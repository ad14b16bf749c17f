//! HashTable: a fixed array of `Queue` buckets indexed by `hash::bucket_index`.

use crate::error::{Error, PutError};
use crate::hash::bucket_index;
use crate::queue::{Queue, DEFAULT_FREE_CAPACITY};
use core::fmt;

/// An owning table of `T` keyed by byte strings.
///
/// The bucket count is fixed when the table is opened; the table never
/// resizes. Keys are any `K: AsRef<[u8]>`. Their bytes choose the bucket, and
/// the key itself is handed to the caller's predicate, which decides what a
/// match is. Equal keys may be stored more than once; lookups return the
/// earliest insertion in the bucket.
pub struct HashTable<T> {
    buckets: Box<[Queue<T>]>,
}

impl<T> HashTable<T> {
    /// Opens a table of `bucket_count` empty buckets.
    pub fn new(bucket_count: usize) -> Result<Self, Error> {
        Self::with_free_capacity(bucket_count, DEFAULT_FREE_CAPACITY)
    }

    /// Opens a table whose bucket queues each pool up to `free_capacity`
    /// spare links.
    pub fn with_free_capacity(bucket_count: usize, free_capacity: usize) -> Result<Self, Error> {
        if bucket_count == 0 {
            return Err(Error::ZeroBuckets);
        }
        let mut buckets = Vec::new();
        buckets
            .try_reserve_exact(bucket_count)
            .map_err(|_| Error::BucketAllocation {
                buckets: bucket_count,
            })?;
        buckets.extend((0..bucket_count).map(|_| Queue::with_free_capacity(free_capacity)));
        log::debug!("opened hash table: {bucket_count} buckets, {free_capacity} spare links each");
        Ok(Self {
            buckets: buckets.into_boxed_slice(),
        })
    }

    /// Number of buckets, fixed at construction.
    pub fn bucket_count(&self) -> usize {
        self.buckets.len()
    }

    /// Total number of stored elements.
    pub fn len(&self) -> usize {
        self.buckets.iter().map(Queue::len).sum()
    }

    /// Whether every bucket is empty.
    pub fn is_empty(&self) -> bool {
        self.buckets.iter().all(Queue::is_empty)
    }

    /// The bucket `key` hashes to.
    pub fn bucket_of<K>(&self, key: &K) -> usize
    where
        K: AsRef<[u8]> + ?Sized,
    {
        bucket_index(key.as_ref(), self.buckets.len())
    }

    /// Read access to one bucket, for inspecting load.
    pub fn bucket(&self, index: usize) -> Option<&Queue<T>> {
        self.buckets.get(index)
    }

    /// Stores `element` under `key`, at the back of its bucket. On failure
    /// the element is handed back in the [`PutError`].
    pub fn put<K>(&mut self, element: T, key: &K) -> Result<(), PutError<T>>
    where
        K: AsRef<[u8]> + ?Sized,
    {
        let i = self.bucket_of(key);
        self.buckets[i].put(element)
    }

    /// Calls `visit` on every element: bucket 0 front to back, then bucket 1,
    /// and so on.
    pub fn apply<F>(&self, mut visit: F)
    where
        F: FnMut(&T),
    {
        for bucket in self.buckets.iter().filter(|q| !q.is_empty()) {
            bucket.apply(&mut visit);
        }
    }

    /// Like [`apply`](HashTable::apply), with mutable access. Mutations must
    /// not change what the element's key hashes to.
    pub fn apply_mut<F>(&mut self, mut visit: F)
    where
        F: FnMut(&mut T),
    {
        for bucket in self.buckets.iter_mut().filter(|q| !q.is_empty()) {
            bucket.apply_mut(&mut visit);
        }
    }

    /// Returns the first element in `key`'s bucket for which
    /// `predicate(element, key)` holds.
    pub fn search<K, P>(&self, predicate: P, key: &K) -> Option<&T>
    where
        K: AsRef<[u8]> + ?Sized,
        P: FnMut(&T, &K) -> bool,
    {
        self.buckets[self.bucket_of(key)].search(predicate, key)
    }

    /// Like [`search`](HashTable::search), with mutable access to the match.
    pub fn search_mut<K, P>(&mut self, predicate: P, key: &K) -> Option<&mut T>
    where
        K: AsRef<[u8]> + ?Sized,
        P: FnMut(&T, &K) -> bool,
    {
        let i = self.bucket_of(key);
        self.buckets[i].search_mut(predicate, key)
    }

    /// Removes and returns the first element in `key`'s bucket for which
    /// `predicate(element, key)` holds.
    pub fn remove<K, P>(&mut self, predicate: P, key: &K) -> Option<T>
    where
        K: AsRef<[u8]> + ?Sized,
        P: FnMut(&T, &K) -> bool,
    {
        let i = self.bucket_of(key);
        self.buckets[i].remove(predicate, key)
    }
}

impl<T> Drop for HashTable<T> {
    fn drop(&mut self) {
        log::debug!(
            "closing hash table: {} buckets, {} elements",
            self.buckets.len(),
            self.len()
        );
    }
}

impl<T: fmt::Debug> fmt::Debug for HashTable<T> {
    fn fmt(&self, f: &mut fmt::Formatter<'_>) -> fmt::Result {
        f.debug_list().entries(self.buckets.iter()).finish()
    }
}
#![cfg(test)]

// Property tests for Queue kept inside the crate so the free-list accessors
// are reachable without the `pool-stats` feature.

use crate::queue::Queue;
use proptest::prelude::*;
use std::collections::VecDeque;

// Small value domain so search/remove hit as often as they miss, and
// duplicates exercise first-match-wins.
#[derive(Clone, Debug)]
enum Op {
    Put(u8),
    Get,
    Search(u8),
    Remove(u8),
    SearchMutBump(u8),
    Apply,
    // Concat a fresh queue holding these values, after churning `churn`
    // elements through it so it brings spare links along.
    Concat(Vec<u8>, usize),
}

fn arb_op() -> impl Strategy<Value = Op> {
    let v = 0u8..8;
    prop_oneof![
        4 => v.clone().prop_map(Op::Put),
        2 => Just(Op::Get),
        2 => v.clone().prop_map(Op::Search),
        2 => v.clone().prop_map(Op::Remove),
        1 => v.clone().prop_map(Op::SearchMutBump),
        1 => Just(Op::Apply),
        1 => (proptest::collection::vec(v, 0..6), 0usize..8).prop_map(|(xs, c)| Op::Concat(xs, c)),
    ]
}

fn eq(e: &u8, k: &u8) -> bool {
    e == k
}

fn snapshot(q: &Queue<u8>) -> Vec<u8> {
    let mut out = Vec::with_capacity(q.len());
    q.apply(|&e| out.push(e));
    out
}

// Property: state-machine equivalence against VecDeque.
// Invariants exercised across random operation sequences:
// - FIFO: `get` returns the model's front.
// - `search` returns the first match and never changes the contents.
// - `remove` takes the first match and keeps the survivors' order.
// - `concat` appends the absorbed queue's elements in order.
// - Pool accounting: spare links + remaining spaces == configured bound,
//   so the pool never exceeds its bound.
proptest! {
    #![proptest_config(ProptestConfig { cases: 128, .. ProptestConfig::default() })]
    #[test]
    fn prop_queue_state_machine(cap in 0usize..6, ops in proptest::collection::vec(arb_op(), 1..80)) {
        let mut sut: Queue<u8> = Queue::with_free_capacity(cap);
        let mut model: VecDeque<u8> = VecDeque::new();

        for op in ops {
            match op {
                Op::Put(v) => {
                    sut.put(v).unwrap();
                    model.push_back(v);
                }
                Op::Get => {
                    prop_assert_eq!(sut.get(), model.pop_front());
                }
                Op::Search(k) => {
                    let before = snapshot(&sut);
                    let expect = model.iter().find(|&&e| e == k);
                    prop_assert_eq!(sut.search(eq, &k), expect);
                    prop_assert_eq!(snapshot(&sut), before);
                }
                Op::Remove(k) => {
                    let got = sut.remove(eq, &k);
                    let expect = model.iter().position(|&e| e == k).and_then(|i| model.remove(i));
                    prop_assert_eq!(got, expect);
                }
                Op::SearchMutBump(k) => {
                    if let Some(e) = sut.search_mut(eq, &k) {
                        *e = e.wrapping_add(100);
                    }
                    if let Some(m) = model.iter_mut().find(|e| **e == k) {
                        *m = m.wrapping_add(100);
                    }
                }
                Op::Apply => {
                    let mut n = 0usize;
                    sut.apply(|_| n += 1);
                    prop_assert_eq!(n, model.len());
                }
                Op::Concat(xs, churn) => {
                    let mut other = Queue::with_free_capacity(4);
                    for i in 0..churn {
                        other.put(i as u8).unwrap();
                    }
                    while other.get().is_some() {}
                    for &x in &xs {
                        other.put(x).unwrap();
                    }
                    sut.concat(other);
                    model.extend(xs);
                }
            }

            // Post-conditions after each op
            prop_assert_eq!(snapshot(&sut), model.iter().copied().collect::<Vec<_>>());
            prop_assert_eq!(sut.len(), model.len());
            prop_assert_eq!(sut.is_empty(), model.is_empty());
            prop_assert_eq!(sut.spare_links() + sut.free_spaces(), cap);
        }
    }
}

........

**Task instructions**: Report all lines of the data above that include the string "Like".

**Result below**:
    /// Like [`apply`](HashTable::apply), with mutable access. Mutations must
    /// Like [`search`](HashTable::search), with mutable access to the match.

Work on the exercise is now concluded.